Results demonstrate stigma is associated with decreased quality of life in both physical and mental health domains in PwMS. Stigma was also associated with more significant symptoms of anxiety and depression. Finally, anxiety and depression play a mediating role in the relationship between stigma and both physical and mental health in PwMS. Therefore, tailoring interventions to effectively reduce symptoms of anxiety and depression in PwMS may be warranted, as it will likely improve overall quality of life and reduce negative impacts of stigma.

摘要

背景

多发性硬化症患者(PwMS)所经历的污名在文献中代表性不足。了解污名经历如何影响 PwMS 的生活质量和情绪症状,可能有助于指导未来的护理考虑,以提高整体生活质量。

方法

对神经疾病生活质量(Neuro-QoL)成套测量和 PROMIS 全球健康(PROMIS-GH)量表中的数据进行回顾性分析。

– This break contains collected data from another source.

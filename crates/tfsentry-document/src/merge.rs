use crate::builder::Document;
use crate::value::{Map, Value};

/// Deep-merge `src` into `dst`.
///
/// Keys missing from `dst` are moved in; when both sides hold maps the merge recurses;
/// any other collision is resolved in favor of `src`. Lists are replaced, never concatenated.
pub fn merge(dst: &mut Map, src: Map) {
    for (key, incoming) in src {
        match incoming {
            Value::Map(incoming) => match dst.get_mut(&key) {
                Some(Value::Map(existing)) => merge(existing, incoming),
                _ => {
                    dst.insert(key, Value::Map(incoming));
                }
            },
            other => {
                dst.insert(key, other);
            }
        }
    }
}

/// Fold documents in the given order; later documents win scalar conflicts.
pub fn merge_documents(documents: impl IntoIterator<Item = Document>) -> Document {
    let mut root = Map::new();
    for doc in documents {
        merge(&mut root, doc.into_map());
    }
    Document::from_map(root)
}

多变量线性回归用于评估基线(首次就诊)Neuro-QoL 污名、焦虑、抑郁与 PROMIS-GH 之间的关系。中介分析检验了情绪症状是否在污名与生活质量(PROMIS-GH)之间起中介作用。

结果

纳入 6760 例患者(平均年龄 60.2±8.9 岁,27.7%为男性,74.2%为白人)。Neuro-QoL 污名与 PROMIS-GH 身体健康(β=-0.390,95%CI[-0.411,-0.368];p<0.001)和 PROMIS-GH 心理健康(β=-0.595,95%CI[-0.624,-0.566];p<0.001)显著相关。Neuro-QoL 污名也与 Neuro-QoL 焦虑(β=0.721,95%CI[0.696,0.746];p<0.001)和 Neuro-QoL 抑郁(β=0.673,95%CI[0.654,0.693];p<0.001)显著相关。中介分析显示,Neuro-QoL 焦虑和抑郁均部分介导了 Neuro-QoL 污名与 PROMIS-GH 身体健康和心理健康之间的关系。

结论

结果表明,污名与 PwMS 生理和心理两个健康领域的生活质量下降有关。污名也与更显著的焦虑和抑郁症状有关。最后,焦虑和抑郁在 PwMS 污名与生理和心理健康之间的关系中起中介作用。因此,有必要针对 PwMS 量身定制干预措施,以有效减轻焦虑和抑郁症状,这可能会提高整体生活质量,减轻污名的负面影响。